I know, I know, natural fermentation is a dicey proposition, and unpredictable at best. But this recipe is very simple, with Amazing results.
The flavors are rich and complex, moving from residual maple sweetness to the sour tang of the apples. Appearance-wise, it’s a nice sort of rusty color, darker than normal cider on account of the maple. I’m amazed that this is something I made, as I think it could easily give a commercial cider a run for its money.
The fermentation process for this cider took longer than for the basic Wildling Cider, but then, the yeasts had different and more sugars to break down. I’m going to try this again, but with honey. 🙂
Maple Cider Recipe
Makes 1 gallon Initial Fermentation: 3-4 months Aging: 1 month minimum
- 1 gallon apple cider (unpasteurized is best)
- 2 cups maple syrup (I used Grade B)
Pour out two cups of the apple cider to make room for the syrup.
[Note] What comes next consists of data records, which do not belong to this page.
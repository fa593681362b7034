use lore_core::{Answer, Document, LoreConfig, Result};
use lore_providers::{OpenAiChatModel, OpenAiEmbedder};

use crate::runner::Pipeline;

/// Journal entry ingested by the walkthrough.
pub const JOURNAL_ENTRY: &str = "Today, I went to the park and saw a dog. Life \
is great at the moment. But another boring day at work, I wish I could do \
something else";

/// Question the walkthrough asks about the journal entry.
pub const QUESTION: &str = "Have I seen any animals recently?";

/// Runs the full pipeline once against the hosted providers with default
/// configuration: ingests the journal entry, retrieves context for the
/// fixed question, and generates an answer.
///
/// # Errors
///
/// Fails when no API key is configured or a provider call fails.
pub async fn run() -> Result<Answer> {
    run_with(LoreConfig::default()).await
}

/// Same as [`run`], but over explicit configuration.
///
/// # Errors
///
/// Fails when no API key is configured or a provider call fails.
pub async fn run_with(config: LoreConfig) -> Result<Answer> {
    let embedder = OpenAiEmbedder::from_config(&config.providers)?;
    let model = OpenAiChatModel::from_config(&config.providers)?;

    let pipeline = Pipeline::builder(config, embedder, model)
        .with_document(Document::new(JOURNAL_ENTRY))
        .build()
        .await?;

    pipeline.run(QUESTION).await
}
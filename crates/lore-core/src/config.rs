//! Configuration for the splitter, retriever, and external providers.

use std::env;
use std::fs;
use std::path::Path;

use serde::{Deserialize, Serialize};

use crate::{Error, Result};

/// Env var key for the OpenAI API key.
pub const ENV_OPENAI_API_KEY: &str = "OPENAI_API_KEY";

/// Complete pipeline configuration.
#[derive(Debug, Clone, Default, Serialize, Deserialize)]
#[serde(default)]
pub struct LoreConfig {
    /// Document splitter configuration.
    pub splitter: SplitterConfig,
    /// Retrieval configuration.
    pub retriever: RetrieverConfig,
    /// External provider configuration.
    pub providers: ProviderConfig,
}

impl LoreConfig {
    /// Loads configuration from a TOML file.
    ///
    /// # Errors
    ///
    /// Returns an error if the file cannot be read or parsed, or if the
    /// parsed configuration fails validation.
    pub fn load_from(path: &Path) -> Result<Self> {
        let content = fs::read_to_string(path)?;
        let config: Self = toml::from_str(&content)?;
        config.validate()?;
        Ok(config)
    }

    /// Validates the configuration, failing fast before any pipeline work.
    ///
    /// # Errors
    ///
    /// Returns a configuration error for invalid splitter or retriever
    /// parameters.
    pub fn validate(&self) -> Result<()> {
        self.splitter.validate()?;
        self.retriever.validate()
    }
}

/// Parameters for splitting documents into overlapping chunks.
#[derive(Debug, Clone, Serialize, Deserialize)]
#[serde(default)]
pub struct SplitterConfig {
    /// Maximum chunk length in characters.
    pub chunk_size: usize,
    /// Characters shared between adjacent chunks.
    pub chunk_overlap: usize,
}

impl Default for SplitterConfig {
    fn default() -> Self {
        Self {
            chunk_size: 1000,
            chunk_overlap: 200,
        }
    }
}

impl SplitterConfig {
    /// Validates splitter parameters.
    ///
    /// # Errors
    ///
    /// Returns a configuration error if `chunk_size` is zero or the overlap
    /// is not strictly smaller than the chunk size.
    pub fn validate(&self) -> Result<()> {
        if self.chunk_size == 0 {
            return Err(Error::Config("chunk_size must be non-zero".to_owned()));
        }
        if self.chunk_overlap >= self.chunk_size {
            return Err(Error::Config(format!(
                "chunk_overlap ({}) must be smaller than chunk_size ({})",
                self.chunk_overlap, self.chunk_size
            )));
        }
        Ok(())
    }
}

/// Parameters for similarity retrieval.
#[derive(Debug, Clone, Serialize, Deserialize)]
#[serde(default)]
pub struct RetrieverConfig {
    /// Number of chunks returned per query.
    pub top_k: usize,
}

impl Default for RetrieverConfig {
    fn default() -> Self {
        Self { top_k: 4 }
    }
}

impl RetrieverConfig {
    /// Validates retrieval parameters.
    ///
    /// # Errors
    ///
    /// Returns a configuration error if `top_k` is zero.
    pub fn validate(&self) -> Result<()> {
        if self.top_k == 0 {
            return Err(Error::Config("top_k must be non-zero".to_owned()));
        }
        Ok(())
    }
}

/// Configuration for the embedding and language-model providers.
#[derive(Debug, Clone, Serialize, Deserialize)]
#[serde(default)]
pub struct ProviderConfig {
    /// API key; falls back to `OPENAI_API_KEY` when absent.
    pub api_key: Option<String>,
    /// Base URL of the OpenAI-compatible API.
    pub base_url: String,
    /// Embedding model identifier.
    pub embedding_model: String,
    /// Chat model identifier.
    pub chat_model: String,
    /// Base URL of the hosted prompt-template source.
    pub prompt_hub: Option<String>,
    /// Name of the hosted prompt template; `None` uses the built-in default.
    pub prompt_template: Option<String>,
}

impl Default for ProviderConfig {
    fn default() -> Self {
        Self {
            api_key: None,
            base_url: "https://api.openai.com/v1".to_owned(),
            embedding_model: "text-embedding-3-large".to_owned(),
            chat_model: "gpt-4o-mini".to_owned(),
            prompt_hub: None,
            prompt_template: None,
        }
    }
}

impl ProviderConfig {
    /// Resolves the API key from config or the environment.
    ///
    /// # Errors
    ///
    /// Returns a [`Error::MissingApiKey`] error if neither source provides a
    /// non-empty key.
    pub fn resolve_api_key(&self) -> Result<String> {
        self.api_key
            .clone()
            .filter(|key| !key.is_empty())
            .or_else(|| env::var(ENV_OPENAI_API_KEY).ok().filter(|key| !key.is_empty()))
            .ok_or_else(|| Error::MissingApiKey(ENV_OPENAI_API_KEY.to_owned()))
    }
}

#[cfg(test)]
mod tests {
    use super::*;
    use std::io::Write as _;
    use tempfile::NamedTempFile;

    #[test]
    fn default_config_is_valid() {
        let config = LoreConfig::default();
        assert_eq!(config.splitter.chunk_size, 1000);
        assert_eq!(config.splitter.chunk_overlap, 200);
        assert_eq!(config.retriever.top_k, 4);
        config.validate().unwrap();
    }

    #[test]
    fn overlap_not_smaller_than_chunk_size_is_rejected() {
        let splitter = SplitterConfig {
            chunk_size: 100,
            chunk_overlap: 100,
        };
        assert!(matches!(splitter.validate(), Err(Error::Config(_))));

        let splitter = SplitterConfig {
            chunk_size: 100,
            chunk_overlap: 250,
        };
        assert!(matches!(splitter.validate(), Err(Error::Config(_))));
    }

    #[test]
    fn zero_top_k_is_rejected() {
        let retriever = RetrieverConfig { top_k: 0 };
        assert!(matches!(retriever.validate(), Err(Error::Config(_))));
    }

    #[test]
    fn config_key_takes_precedence() {
        let providers = ProviderConfig {
            api_key: Some("sk-from-config".to_owned()),
            ..ProviderConfig::default()
        };
        assert_eq!(providers.resolve_api_key().unwrap(), "sk-from-config");
    }

    #[test]
    fn load_from_toml_file() {
        let mut file = NamedTempFile::new().unwrap();
        writeln!(
            file,
            "[splitter]\nchunk_size = 500\nchunk_overlap = 50\n\n[retriever]\ntop_k = 2"
        )
        .unwrap();

        let config = LoreConfig::load_from(file.path()).unwrap();
        assert_eq!(config.splitter.chunk_size, 500);
        assert_eq!(config.splitter.chunk_overlap, 50);
        assert_eq!(config.retriever.top_k, 2);
        // Unspecified sections keep their defaults.
        assert_eq!(config.providers.chat_model, "gpt-4o-mini");
    }

    #[test]
    fn load_rejects_invalid_file() {
        let mut file = NamedTempFile::new().unwrap();
        writeln!(file, "[splitter]\nchunk_size = 100\nchunk_overlap = 100").unwrap();
        assert!(matches!(
            LoreConfig::load_from(file.path()),
            Err(Error::Config(_))
        ));
    }
}
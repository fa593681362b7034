use lore_core::{Answer, Chunk, Document, Embedder, LanguageModel, LoreConfig, Result, Scored};
use lore_index::{DocumentSplitter, VectorIndex};
use lore_providers::{PromptHub, PromptTemplate};

use crate::generator::AnswerGenerator;

/// The assembled retrieve-then-generate pipeline.
///
/// Immutable once built: the index is populated during setup and only read
/// afterwards. Each [`run`](Self::run) call passes a single in-memory record
/// through the two stages and discards it.
pub struct Pipeline<E: Embedder, M: LanguageModel> {
    /// Populated vector index used by the retrieval stage.
    index: VectorIndex<E>,
    /// Generator used by the answer stage.
    generator: AnswerGenerator<M>,
    /// Number of chunks retrieved per question.
    top_k: usize,
}

impl<E: Embedder, M: LanguageModel> Pipeline<E, M> {
    /// Starts building a pipeline from configuration and providers.
    pub fn builder(config: LoreConfig, embedder: E, model: M) -> PipelineBuilder<E, M> {
        PipelineBuilder {
            config,
            embedder,
            model,
            template: None,
            documents: Vec::new(),
        }
    }

    /// Answers a question: retrieve context, then generate.
    ///
    /// # Errors
    ///
    /// Propagates embedding and language-model failures unmodified.
    pub async fn run(&self, question: &str) -> Result<Answer> {
        tracing::info!(question, "pipeline started");

        let retrieved = self.retrieve(question).await?;
        let context: Vec<Chunk> = retrieved.into_iter().map(|scored| scored.value).collect();
        tracing::info!(context_chunks = context.len(), "retrieval stage finished");

        let answer = self.generator.generate(question, &context).await?;
        tracing::info!(
            model = answer.model,
            latency_ms = answer.latency_ms,
            "generation stage finished"
        );
        Ok(answer)
    }

    /// Runs only the retrieval stage, best match first.
    ///
    /// # Errors
    ///
    /// Propagates embedding failures unmodified.
    pub async fn retrieve(&self, question: &str) -> Result<Vec<Scored<Chunk>>> {
        self.index.search(question, self.top_k).await
    }

    /// Number of chunks held by the index.
    pub fn indexed_chunks(&self) -> usize {
        self.index.len()
    }
}

/// One-time setup for the pipeline: validate configuration, resolve the
/// prompt template, split and embed the seed documents.
pub struct PipelineBuilder<E: Embedder, M: LanguageModel> {
    /// Pipeline configuration.
    config: LoreConfig,
    /// Embedding provider for ingestion and queries.
    embedder: E,
    /// Language model for the generation stage.
    model: M,
    /// Explicit template, overriding config and the built-in default.
    template: Option<PromptTemplate>,
    /// Documents ingested at build time.
    documents: Vec<Document>,
}

impl<E: Embedder, M: LanguageModel> PipelineBuilder<E, M> {
    /// Supplies a prompt template directly, skipping any hosted fetch.
    #[must_use]
    pub fn with_template(mut self, template: PromptTemplate) -> Self {
        self.template = Some(template);
        self
    }

    /// Adds a document to ingest during setup.
    #[must_use]
    pub fn with_document(mut self, document: Document) -> Self {
        self.documents.push(document);
        self
    }

    /// Builds the pipeline: fails fast on configuration errors, pulls the
    /// hosted prompt template if one is configured, then splits and embeds
    /// all seed documents.
    ///
    /// # Errors
    ///
    /// Returns configuration errors before any network work; template fetch
    /// and embedding failures propagate unmodified.
    pub async fn build(self) -> Result<Pipeline<E, M>> {
        self.config.validate()?;

        let template = match self.template {
            Some(template) => template,
            None => Self::resolve_template(&self.config).await?,
        };

        let splitter = DocumentSplitter::new(self.config.splitter.clone())?;
        let mut index = VectorIndex::new(self.embedder);
        for document in &self.documents {
            index.add(splitter.split(document)).await?;
        }
        tracing::info!(
            documents = self.documents.len(),
            chunks = index.len(),
            "pipeline ready"
        );

        Ok(Pipeline {
            index,
            generator: AnswerGenerator::new(self.model, template),
            top_k: self.config.retriever.top_k,
        })
    }

    /// Resolves the prompt template from the hosted source or the built-in
    /// default.
    async fn resolve_template(config: &LoreConfig) -> Result<PromptTemplate> {
        match (&config.providers.prompt_hub, &config.providers.prompt_template) {
            (Some(hub_url), Some(name)) => PromptHub::new(hub_url.as_str()).pull(name).await,
            _ => Ok(PromptTemplate::default()),
        }
    }
}

#[cfg(test)]
mod tests {
    use super::*;
    use lore_core::{Error, SplitterConfig};
    use lore_providers::mock::{BagEmbedder, MockLanguageModel};

    #[tokio::test]
    async fn invalid_config_fails_before_any_provider_call() {
        let config = LoreConfig {
            splitter: SplitterConfig {
                chunk_size: 10,
                chunk_overlap: 10,
            },
            ..LoreConfig::default()
        };
        let model = MockLanguageModel::new().with_default_response("never");

        let result = Pipeline::builder(config, BagEmbedder::default(), model.clone())
            .with_document(Document::new("some text"))
            .build()
            .await;

        assert!(matches!(result, Err(Error::Config(_))));
        assert_eq!(model.call_count(), 0);
    }

    #[tokio::test]
    async fn build_ingests_documents_once() {
        let pipeline = Pipeline::builder(
            LoreConfig::default(),
            BagEmbedder::default(),
            MockLanguageModel::new().with_default_response("ok"),
        )
        .with_document(Document::new("a short note"))
        .with_document(Document::new("another short note"))
        .build()
        .await
        .unwrap();

        assert_eq!(pipeline.indexed_chunks(), 2);
    }
}
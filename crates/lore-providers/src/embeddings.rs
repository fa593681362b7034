use async_trait::async_trait;
use reqwest::Client;
use serde::{Deserialize, Serialize};

use lore_core::{Embedder, Embedding, Error, ProviderConfig, Result};

/// Embedding client for OpenAI-compatible `/embeddings` endpoints.
pub struct OpenAiEmbedder {
    /// HTTP client for API requests.
    client: Client,
    /// API key sent as a bearer token.
    api_key: String,
    /// Base URL of the API.
    base_url: String,
    /// Embedding model identifier.
    model: String,
}

impl OpenAiEmbedder {
    /// Creates an embedder from provider configuration.
    ///
    /// # Errors
    ///
    /// Returns an error if no API key is available from config or the
    /// environment.
    pub fn from_config(config: &ProviderConfig) -> Result<Self> {
        let api_key = config.resolve_api_key()?;
        Ok(Self {
            client: Client::default(),
            api_key,
            base_url: config.base_url.clone(),
            model: config.embedding_model.clone(),
        })
    }

    /// Sets the model to use for embedding.
    #[must_use]
    pub fn with_model(mut self, model: String) -> Self {
        self.model = model;
        self
    }

    /// Sends one embeddings request for the given inputs.
    async fn request(&self, inputs: &[String]) -> Result<Vec<Embedding>> {
        let request = EmbeddingsRequest {
            model: self.model.clone(),
            input: inputs,
        };

        let response = self
            .client
            .post(format!("{}/embeddings", self.base_url))
            .header("Authorization", format!("Bearer {}", self.api_key))
            .json(&request)
            .send()
            .await?;

        if !response.status().is_success() {
            let status = response.status();
            let error_text = response
                .text()
                .await
                .unwrap_or_else(|_| "Unknown error".to_owned());
            return Err(Error::Provider(format!(
                "embeddings API error {status}: {error_text}"
            )));
        }

        let payload: EmbeddingsResponse = response.json().await?;

        if payload.data.len() != inputs.len() {
            return Err(Error::InvalidResponse(format!(
                "expected {} embeddings, got {}",
                inputs.len(),
                payload.data.len()
            )));
        }

        // Rows are index-annotated; order by annotation, not arrival order.
        let mut rows = payload.data;
        rows.sort_by_key(|row| row.index);
        Ok(rows.into_iter().map(|row| row.embedding).collect())
    }
}

#[async_trait]
impl Embedder for OpenAiEmbedder {
    fn model(&self) -> &str {
        &self.model
    }

    async fn embed(&self, text: &str) -> Result<Embedding> {
        let mut embeddings = self.request(&[text.to_owned()]).await?;
        embeddings
            .pop()
            .ok_or_else(|| Error::InvalidResponse("no embeddings returned".to_owned()))
    }

    async fn embed_batch(&self, texts: &[String]) -> Result<Vec<Embedding>> {
        if texts.is_empty() {
            return Ok(Vec::new());
        }
        self.request(texts).await
    }
}

/// Request payload for the embeddings endpoint.
#[derive(Debug, Serialize)]
struct EmbeddingsRequest<'texts> {
    /// Embedding model identifier.
    model: String,
    /// Texts to embed.
    input: &'texts [String],
}

/// Response payload from the embeddings endpoint.
#[derive(Debug, Deserialize)]
struct EmbeddingsResponse {
    /// One row per input text.
    data: Vec<EmbeddingRow>,
}

/// A single embedding row.
#[derive(Debug, Deserialize)]
struct EmbeddingRow {
    /// Position of the corresponding input.
    index: usize,
    /// The embedding vector.
    embedding: Embedding,
}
Combine the cider and maple syrup in a carboy, cap with an airlock, and allow to ferment naturally. It can help to gently warm the mixture so that the syrup combines with the cider, but I didn’t really have a problem with it, and periodically shook or swirled the jug to mix.
When the airlock stops bubbling, and the hydrometer reading stops declining, rack into bottles and let age at least 1 month. You could probably prime it for some fizz, but for this round, I went with still.